Supplied entries =>
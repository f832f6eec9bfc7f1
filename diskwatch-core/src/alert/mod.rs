//! Multi-channel alert dispatch
//!
//! An [`AlertEvent`] fans out to every enabled channel independently. One
//! channel failing never prevents the others from being attempted, and
//! delivery failures are reported in the [`DispatchReport`] rather than
//! propagated as errors.

mod email;
mod slack;

pub use email::EmailChannel;
pub use slack::SlackChannel;

use async_trait::async_trait;
use serde::{Deserialize, Serialize};

use crate::config::AlertSettings;

/// Errors raised by individual alert channels
#[derive(Debug, thiserror::Error)]
pub enum ChannelError {
    /// SMTP transport failure (connect, TLS, auth, send)
    #[error("SMTP transport error: {0}")]
    Smtp(#[from] lettre::transport::smtp::Error),

    /// A configured sender or recipient address is not a valid mailbox
    #[error("Invalid email address: {0}")]
    Address(#[from] lettre::address::AddressError),

    /// The email message could not be assembled
    #[error("Failed to build email message: {0}")]
    Message(#[from] lettre::error::Error),

    /// Webhook transport failure (connect, TLS, timeout)
    #[error("Webhook request failed: {0}")]
    Http(#[from] reqwest::Error),

    /// The webhook endpoint answered with a non-success status
    #[error("Webhook returned status {0}")]
    HttpStatus(reqwest::StatusCode),
}

/// Alert urgency tier, driving presentation in notification channels
#[derive(Debug, Clone, Copy, PartialEq, Eq, Serialize, Deserialize)]
#[serde(rename_all = "lowercase")]
pub enum Severity {
    /// Informational
    Info,
    /// Something needs attention soon
    Warning,
    /// Something needs attention now
    Critical,
}

impl Severity {
    /// Lowercase name of the severity
    pub const fn as_str(self) -> &'static str {
        match self {
            Self::Info => "info",
            Self::Warning => "warning",
            Self::Critical => "critical",
        }
    }

    /// Attachment color for chat channels
    pub const fn color(self) -> &'static str {
        match self {
            Self::Info => "#36a64f",
            Self::Warning => "#ff9900",
            Self::Critical => "#ff0000",
        }
    }

    /// Parses a severity name, falling back to [`Severity::Warning`] for
    /// anything unrecognized
    pub fn parse(name: &str) -> Self {
        match name {
            "info" => Self::Info,
            "critical" => Self::Critical,
            _ => Self::Warning,
        }
    }
}

impl std::fmt::Display for Severity {
    fn fmt(&self, f: &mut std::fmt::Formatter<'_>) -> std::fmt::Result {
        f.write_str(self.as_str())
    }
}

/// One alert, constructed by the orchestrator and consumed once
#[derive(Debug, Clone)]
pub struct AlertEvent {
    /// Subject line / title
    pub subject: String,
    /// Plain-text body
    pub body: String,
    /// Urgency tier
    pub severity: Severity,
    /// Host the alert concerns
    pub host: String,
}

impl AlertEvent {
    /// Creates a new alert event
    pub fn new(
        subject: impl Into<String>,
        body: impl Into<String>,
        severity: Severity,
        host: impl Into<String>,
    ) -> Self {
        Self {
            subject: subject.into(),
            body: body.into(),
            severity,
            host: host.into(),
        }
    }
}

/// An independently configured alert delivery mechanism
#[async_trait]
pub trait AlertChannel: Send + Sync {
    /// Short channel name used in logs and reports
    fn name(&self) -> &'static str;

    /// Attempts to deliver one alert.
    ///
    /// # Errors
    ///
    /// Returns the channel-specific transport error; the dispatcher records
    /// it and carries on with the remaining channels.
    async fn send(&self, event: &AlertEvent) -> Result<(), ChannelError>;
}

/// A delivery failure on one channel
#[derive(Debug, Clone)]
pub struct ChannelFailure {
    /// Which channel failed
    pub channel: &'static str,
    /// Transport-level detail
    pub detail: String,
}

/// Outcome of dispatching one event across all enabled channels
#[derive(Debug, Clone, Default)]
pub struct DispatchReport {
    /// Number of channels attempted
    pub attempted: usize,
    /// Failures, one entry per failed channel
    pub failures: Vec<ChannelFailure>,
}

impl DispatchReport {
    /// True iff every attempted channel succeeded
    pub fn all_delivered(&self) -> bool {
        self.failures.is_empty()
    }
}

/// Fans alert events out to the enabled channels
pub struct AlertDispatcher {
    channels: Vec<Box<dyn AlertChannel>>,
}

impl AlertDispatcher {
    /// Creates a dispatcher over an explicit channel list
    pub fn new(channels: Vec<Box<dyn AlertChannel>>) -> Self {
        Self { channels }
    }

    /// Builds a dispatcher from configuration, instantiating only the
    /// channels whose `enabled` flag is set
    pub fn from_settings(settings: &AlertSettings) -> Self {
        let mut channels: Vec<Box<dyn AlertChannel>> = Vec::new();
        if let Some(email) = &settings.email {
            if email.enabled {
                channels.push(Box::new(EmailChannel::new(email.clone())));
            }
        }
        if let Some(slack) = &settings.slack {
            if slack.enabled {
                channels.push(Box::new(SlackChannel::new(slack.clone())));
            }
        }
        Self::new(channels)
    }

    /// Number of enabled channels
    pub fn channel_count(&self) -> usize {
        self.channels.len()
    }

    /// Delivers one event on every enabled channel.
    ///
    /// Channels are attempted in order with no short-circuit; each failure
    /// is logged with its transport detail and recorded in the report.
    pub async fn dispatch(&self, event: &AlertEvent) -> DispatchReport {
        let mut report = DispatchReport::default();
        for channel in &self.channels {
            report.attempted += 1;
            match channel.send(event).await {
                Ok(()) => {
                    tracing::info!(
                        channel = channel.name(),
                        host = %event.host,
                        "Alert delivered"
                    );
                }
                Err(err) => {
                    tracing::error!(
                        channel = channel.name(),
                        host = %event.host,
                        error = %err,
                        "Alert delivery failed"
                    );
                    report.failures.push(ChannelFailure {
                        channel: channel.name(),
                        detail: err.to_string(),
                    });
                }
            }
        }
        report
    }
}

Work task =>
Every line of the material above must be set down again exactly.

Answer section =>
repository f832f6eec9bfc7f1
filename diskwatch-core/src/alert/mod.rs
//! Multi-channel alert dispatch
//!
//! An [`AlertEvent`] fans out to every enabled channel independently. One
//! channel failing never prevents the others from being attempted, and
//! delivery failures are reported in the [`DispatchReport`] rather than
//! propagated as errors.

mod email;
mod slack;

pub use email::EmailChannel;
pub use slack::SlackChannel;

use async_trait::async_trait;
use serde::{Deserialize, Serialize};

use crate::config::AlertSettings;

/// Errors raised by individual alert channels
#[derive(Debug, thiserror::Error)]
pub enum ChannelError {
    /// SMTP transport failure (connect, TLS, auth, send)
    #[error("SMTP transport error: {0}")]
    Smtp(#[from] lettre::transport::smtp::Error),

    /// A configured sender or recipient address is not a valid mailbox
    #[error("Invalid email address: {0}")]
    Address(#[from] lettre::address::AddressError),

    /// The email message could not be assembled
    #[error("Failed to build email message: {0}")]
    Message(#[from] lettre::error::Error),

    /// Webhook transport failure (connect, TLS, timeout)
    #[error("Webhook request failed: {0}")]
    Http(#[from] reqwest::Error),

    /// The webhook endpoint answered with a non-success status
    #[error("Webhook returned status {0}")]
    HttpStatus(reqwest::StatusCode),
}

/// Alert urgency tier, driving presentation in notification channels
#[derive(Debug, Clone, Copy, PartialEq, Eq, Serialize, Deserialize)]
#[serde(rename_all = "lowercase")]
pub enum Severity {
    /// Informational
    Info,
    /// Something needs attention soon
    Warning,
    /// Something needs attention now
    Critical,
}

impl Severity {
    /// Lowercase name of the severity
    pub const fn as_str(self) -> &'static str {
        match self {
            Self::Info => "info",
            Self::Warning => "warning",
            Self::Critical => "critical",
        }
    }

    /// Attachment color for chat channels
    pub const fn color(self) -> &'static str {
        match self {
            Self::Info => "#36a64f",
            Self::Warning => "#ff9900",
            Self::Critical => "#ff0000",
        }
    }

    /// Parses a severity name, falling back to [`Severity::Warning`] for
    /// anything unrecognized
    pub fn parse(name: &str) -> Self {
        match name {
            "info" => Self::Info,
            "critical" => Self::Critical,
            _ => Self::Warning,
        }
    }
}

impl std::fmt::Display for Severity {
    fn fmt(&self, f: &mut std::fmt::Formatter<'_>) -> std::fmt::Result {
        f.write_str(self.as_str())
    }
}

/// One alert, constructed by the orchestrator and consumed once
#[derive(Debug, Clone)]
pub struct AlertEvent {
    /// Subject line / title
    pub subject: String,
    /// Plain-text body
    pub body: String,
    /// Urgency tier
    pub severity: Severity,
    /// Host the alert concerns
    pub host: String,
}

impl AlertEvent {
    /// Creates a new alert event
    pub fn new(
        subject: impl Into<String>,
        body: impl Into<String>,
        severity: Severity,
        host: impl Into<String>,
    ) -> Self {
        Self {
            subject: subject.into(),
            body: body.into(),
            severity,
            host: host.into(),
        }
    }
}

/// An independently configured alert delivery mechanism
#[async_trait]
pub trait AlertChannel: Send + Sync {
    /// Short channel name used in logs and reports
    fn name(&self) -> &'static str;

    /// Attempts to deliver one alert.
    ///
    /// # Errors
    ///
    /// Returns the channel-specific transport error; the dispatcher records
    /// it and carries on with the remaining channels.
    async fn send(&self, event: &AlertEvent) -> Result<(), ChannelError>;
}

/// A delivery failure on one channel
#[derive(Debug, Clone)]
pub struct ChannelFailure {
    /// Which channel failed
    pub channel: &'static str,
    /// Transport-level detail
    pub detail: String,
}

/// Outcome of dispatching one event across all enabled channels
#[derive(Debug, Clone, Default)]
pub struct DispatchReport {
    /// Number of channels attempted
    pub attempted: usize,
    /// Failures, one entry per failed channel
    pub failures: Vec<ChannelFailure>,
}

impl DispatchReport {
    /// True iff every attempted channel succeeded
    pub fn all_delivered(&self) -> bool {
        self.failures.is_empty()
    }
}

/// Fans alert events out to the enabled channels
pub struct AlertDispatcher {
    channels: Vec<Box<dyn AlertChannel>>,
}

impl AlertDispatcher {
    /// Creates a dispatcher over an explicit channel list
    pub fn new(channels: Vec<Box<dyn AlertChannel>>) -> Self {
        Self { channels }
    }

    /// Builds a dispatcher from configuration, instantiating only the
    /// channels whose `enabled` flag is set
    pub fn from_settings(settings: &AlertSettings) -> Self {
        let mut channels: Vec<Box<dyn AlertChannel>> = Vec::new();
        if let Some(email) = &settings.email {
            if email.enabled {
                channels.push(Box::new(EmailChannel::new(email.clone())));
            }
        }
        if let Some(slack) = &settings.slack {
            if slack.enabled {
                channels.push(Box::new(SlackChannel::new(slack.clone())));
            }
        }
        Self::new(channels)
    }

    /// Number of enabled channels
    pub fn channel_count(&self) -> usize {
        self.channels.len()
    }

    /// Delivers one event on every enabled channel.
    ///
    /// Channels are attempted in order with no short-circuit; each failure
    /// is logged with its transport detail and recorded in the report.
    pub async fn dispatch(&self, event: &AlertEvent) -> DispatchReport {
        let mut report = DispatchReport::default();
        for channel in &self.channels {
            report.attempted += 1;
            match channel.send(event).await {
                Ok(()) => {
                    tracing::info!(
                        channel = channel.name(),
                        host = %event.host,
                        "Alert delivered"
                    );
                }
                Err(err) => {
                    tracing::error!(
                        channel = channel.name(),
                        host = %event.host,
                        error = %err,
                        "Alert delivery failed"
                    );
                    report.failures.push(ChannelFailure {
                        channel: channel.name(),
                        detail: err.to_string(),
                    });
                }
            }
        }
        report
    }
}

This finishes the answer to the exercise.